Problem to work on:
Below are some records; output exactly the lines from the line with "let edited = self.commit_row(candidate, index).await?;" to the line with "if let Err(source)", both ends kept, and nothing more.

Working data section start

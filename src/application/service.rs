use chrono::NaiveDate;

use crate::domain::{
    Cents, Coercion, IntegrityReport, MAX_AMOUNT_CENTS, Transaction, TransactionDraft,
    TransactionId, canonical_position, closing_balance, decode_rows, encode_rows, format_currency,
    next_id, recompute, verify,
};
use crate::storage::{RowStore, read_or_empty};

use super::reporting::{self, CategoryFilter, CategoryReport, MonthSummary};
use super::AppError;

/// Handle on one account book.
///
/// Holds the working copy of the table in canonical order, together with the
/// store it came from. Every mutation recomputes the whole table and
/// overwrites the store before the working copy changes.
pub struct LedgerService {
    store: Box<dyn RowStore>,
    transactions: Vec<Transaction>,
}

/// Outcome of reloading the table from the store.
pub struct SyncResult {
    pub row_count: usize,
    pub closing_balance: Cents,
    pub coercions: Vec<Coercion>,
}

/// The stored table's consistency, plus any cells that could not be read.
pub struct CheckResult {
    pub report: IntegrityReport,
    pub coercions: Vec<Coercion>,
}

impl LedgerService {
    /// Load the ledger from `store`. An unreadable store yields an empty
    /// ledger; nothing is written.
    pub async fn open(store: Box<dyn RowStore>) -> Self {
        let rows = read_or_empty(store.as_ref()).await;
        let decoded = decode_rows(&rows);
        let transactions = recompute(decoded.transactions);

        tracing::info!(
            store = %store.describe(),
            rows = transactions.len(),
            coerced = decoded.coercions.len(),
            "opened ledger"
        );

        Self {
            store,
            transactions,
        }
    }

    /// All transactions in canonical order, with balances.
    pub fn transactions(&self) -> &[Transaction] {
        &self.transactions
    }

    pub fn is_empty(&self) -> bool {
        self.transactions.is_empty()
    }

    pub fn closing_balance(&self) -> Cents {
        closing_balance(&self.transactions)
    }

    pub fn get(&self, id: TransactionId) -> Result<&Transaction, AppError> {
        self.transactions
            .iter()
            .find(|t| t.id == id)
            .ok_or(AppError::TransactionNotFound(id))
    }

    // ========================
    // Write operations
    // ========================

    /// Record a new transaction. The id is assigned here.
    pub async fn add(&mut self, draft: TransactionDraft) -> Result<Transaction, AppError> {
        validate_amount(draft.amount_cents)?;

        let id = next_id(&self.transactions);
        let mut candidate = self.transactions.clone();
        candidate.push(Transaction::from_draft(id, draft));
        let index = candidate.len() - 1;

        let added = self.commit_row(candidate, index).await?;
        tracing::info!(id, "added transaction");
        Ok(added)
    }

    /// Replace every field of transaction `id` except the id itself.
    pub async fn edit(
        &mut self,
        id: TransactionId,
        draft: TransactionDraft,
    ) -> Result<Transaction, AppError> {
        validate_amount(draft.amount_cents)?;

        let mut candidate = self.transactions.clone();
        let index = candidate
            .iter()
            .position(|t| t.id == id)
            .ok_or(AppError::TransactionNotFound(id))?;
        candidate[index].apply(draft);

        let edited = self.commit_row(candidate, index).await?;
        tracing::info!(id, "edited transaction");
        Ok(edited)
    }

    /// Remove every row carrying `id`. Returns the removed rows.
    pub async fn delete(&mut self, id: TransactionId) -> Result<Vec<Transaction>, AppError> {
        let (removed, kept): (Vec<_>, Vec<_>) =
            self.transactions.iter().cloned().partition(|t| t.id == id);
        if removed.is_empty() {
            return Err(AppError::TransactionNotFound(id));
        }

        self.commit(kept).await?;
        tracing::info!(id, removed = removed.len(), "deleted transaction");
        Ok(removed)
    }

    /// Reload the table from the store, recompute it and write it back.
    pub async fn sync(&mut self) -> Result<SyncResult, AppError> {
        let rows = read_or_empty(self.store.as_ref()).await;
        let decoded = decode_rows(&rows);

        self.commit(decoded.transactions).await?;

        Ok(SyncResult {
            row_count: self.transactions.len(),
            closing_balance: self.closing_balance(),
            coercions: decoded.coercions,
        })
    }

    /// Commit `candidate` and return the row that sat at `index`, with its
    /// recomputed balance.
    async fn commit_row(
        &mut self,
        candidate: Vec<Transaction>,
        index: usize,
    ) -> Result<Transaction, AppError> {
        let position = canonical_position(&candidate, index);
        self.commit(candidate).await?;
        Ok(self.transactions[position].clone())
    }

    /// Recompute `candidate`, persist it, then adopt it as the working copy.
    async fn commit(&mut self, candidate: Vec<Transaction>) -> Result<(), AppError> {
        let recomputed = recompute(candidate);
        let rows = encode_rows(&recomputed);

        if let Err(source) = self.store.write_rows(&rows).await {
            tracing::error!(
                store = %self.store.describe(),
                error = ?source,
                "failed to persist ledger; keeping previous state"
            );
            return Err(AppError::Persist {
                store: self.store.describe(),
                source,
            });
        }

        tracing::debug!(rows = recomputed.len(), "persisted ledger");
        self.transactions = recomputed;
        Ok(())
    }

    // ========================
    // Read-side operations
    // ========================

    /// Verify the table as currently stored, without changing it.
    pub async fn check(&self) -> Result<CheckResult, AppError> {
        let rows = self.store.read_rows().await?;
        let decoded = decode_rows(&rows);
        Ok(CheckResult {
            report: verify(&decoded.transactions),
            coercions: decoded.coercions,
        })
    }

    pub fn available_months(&self) -> Vec<String> {
        reporting::available_months(&self.transactions)
    }

    /// First and last dated entries, if any row has a date.
    pub fn date_span(&self) -> Option<(NaiveDate, NaiveDate)> {
        reporting::date_span(&self.transactions)
    }

    /// Per-type totals for a month label such as "January 2024".
    pub fn month_summary(&self, month: &str) -> MonthSummary {
        reporting::month_summary(&self.transactions, month)
    }

    pub fn category_report(&self, filter: &CategoryFilter) -> CategoryReport {
        reporting::category_report(&self.transactions, filter)
    }
}

fn validate_amount(amount_cents: Cents) -> Result<(), AppError> {
    if amount_cents < 0 {
        return Err(AppError::InvalidAmount(
            "Amount must not be negative".to_string(),
        ));
    }
    if amount_cents > MAX_AMOUNT_CENTS {
        return Err(AppError::InvalidAmount(format!(
            "Amount must not exceed {}",
            format_currency(MAX_AMOUNT_CENTS)
        )));
    }
    Ok(())
}
fn run_export_command(service: &LedgerService, format: &str, output: Option<&str>) -> Result<()> {
    let writer: Box<dyn Write> = match output {
        Some(path) => Box::new(BufWriter::new(
            File::create(path).with_context(|| format!("Failed to create {}", path))?,
        )),
        None => Box::new(io::stdout()),
    };

    let exporter = Exporter::new(service);
    match format {
        "csv" => {
            let count = exporter.export_csv(writer)?;
            eprintln!("Exported {} transactions", count);
        }
        "json" => {
            let snapshot = exporter.export_json(writer)?;
            eprintln!("Exported {} transactions", snapshot.transactions.len());
        }
        other => anyhow::bail!("Unknown export format '{}'. Valid: csv, json", other),
    }

    Ok(())
}

fn parse_amount(input: &str) -> Result<Cents> {
    try_normalize_amount(&Cell::text(input))
        .map_err(|e| anyhow!("Invalid amount '{}': {}", input, e))
}

fn parse_date_arg(input: &str) -> Result<NaiveDate> {
    if input.eq_ignore_ascii_case("today") {
        return Ok(Local::now().date_naive());
    }
    parse_day_first(input)
        .ok_or_else(|| anyhow!("Invalid date '{}'. Use DD/MM/YYYY or YYYY-MM-DD", input))
}

fn display_date(date: Option<NaiveDate>) -> String {
    date.map(|d| d.format("%d %b %Y").to_string())
        .unwrap_or_else(|| "-".to_string())
}

fn truncate(s: &str, max_len: usize) -> String {
    if s.chars().count() <= max_len {
        s.to_string()
    } else {
        let head: String = s.chars().take(max_len.saturating_sub(3)).collect();
        format!("{}...", head)
    }
}
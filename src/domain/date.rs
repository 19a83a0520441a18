use chrono::{Datelike, NaiveDate, NaiveDateTime};

/// Date formats accepted from the table, tried in order. Day comes before
/// month whenever the two could be confused.
const DATE_FORMATS: &[&str] = &[
    "%d/%m/%Y", "%d-%m-%Y", "%d.%m.%Y", "%Y-%m-%d", "%Y/%m/%d", "%d %b %Y", "%d-%b-%Y",
    "%d/%m/%y", "%d-%m-%y", "%d.%m.%y",
];

const DATETIME_FORMATS: &[&str] = &[
    "%Y-%m-%d %H:%M:%S",
    "%Y-%m-%dT%H:%M:%S",
    "%Y-%m-%d %H:%M:%S%.f",
    "%Y-%m-%dT%H:%M:%S%.f",
    "%d/%m/%Y %H:%M:%S",
    "%d/%m/%Y %H:%M",
];

/// Parse a date cell day-first. Returns `None` (the missing-date marker)
/// for anything unrecognizable.
pub fn parse_day_first(input: &str) -> Option<NaiveDate> {
    let input = input.trim();
    if input.is_empty() {
        return None;
    }

    for format in DATE_FORMATS {
        if let Ok(date) = NaiveDate::parse_from_str(input, format) {
            // "%Y" happily reads "24" as the year 24; leave those to "%y"
            if format.contains("%Y") && date.year() < 1000 {
                continue;
            }
            return Some(date);
        }
    }

    DATETIME_FORMATS
        .iter()
        .find_map(|format| NaiveDateTime::parse_from_str(input, format).ok())
        .map(|dt| dt.date())
}

/// Render a date the way stores persist it: ISO, or empty when missing.
pub fn format_date(date: Option<NaiveDate>) -> String {
    date.map(|d| d.format("%Y-%m-%d").to_string())
        .unwrap_or_default()
}

/// Month label used to group rows, e.g. "January 2024".
pub fn month_label(date: NaiveDate) -> String {
    date.format("%B %Y").to_string()
}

Working data section end

Result:
        let edited = self.commit_row(candidate, index).await?;
        tracing::info!(id, "edited transaction");
        Ok(edited)
    }

    /// Remove every row carrying `id`. Returns the removed rows.
    pub async fn delete(&mut self, id: TransactionId) -> Result<Vec<Transaction>, AppError> {
        let (removed, kept): (Vec<_>, Vec<_>) =
            self.transactions.iter().cloned().partition(|t| t.id == id);
        if removed.is_empty() {
            return Err(AppError::TransactionNotFound(id));
        }

        self.commit(kept).await?;
        tracing::info!(id, removed = removed.len(), "deleted transaction");
        Ok(removed)
    }

    /// Reload the table from the store, recompute it and write it back.
    pub async fn sync(&mut self) -> Result<SyncResult, AppError> {
        let rows = read_or_empty(self.store.as_ref()).await;
        let decoded = decode_rows(&rows);

        self.commit(decoded.transactions).await?;

        Ok(SyncResult {
            row_count: self.transactions.len(),
            closing_balance: self.closing_balance(),
            coercions: decoded.coercions,
        })
    }

    /// Commit `candidate` and return the row that sat at `index`, with its
    /// recomputed balance.
    async fn commit_row(
        &mut self,
        candidate: Vec<Transaction>,
        index: usize,
    ) -> Result<Transaction, AppError> {
        let position = canonical_position(&candidate, index);
        self.commit(candidate).await?;
        Ok(self.transactions[position].clone())
    }

    /// Recompute `candidate`, persist it, then adopt it as the working copy.
    async fn commit(&mut self, candidate: Vec<Transaction>) -> Result<(), AppError> {
        let recomputed = recompute(candidate);
        let rows = encode_rows(&recomputed);

        if let Err(source) = self.store.write_rows(&rows).await {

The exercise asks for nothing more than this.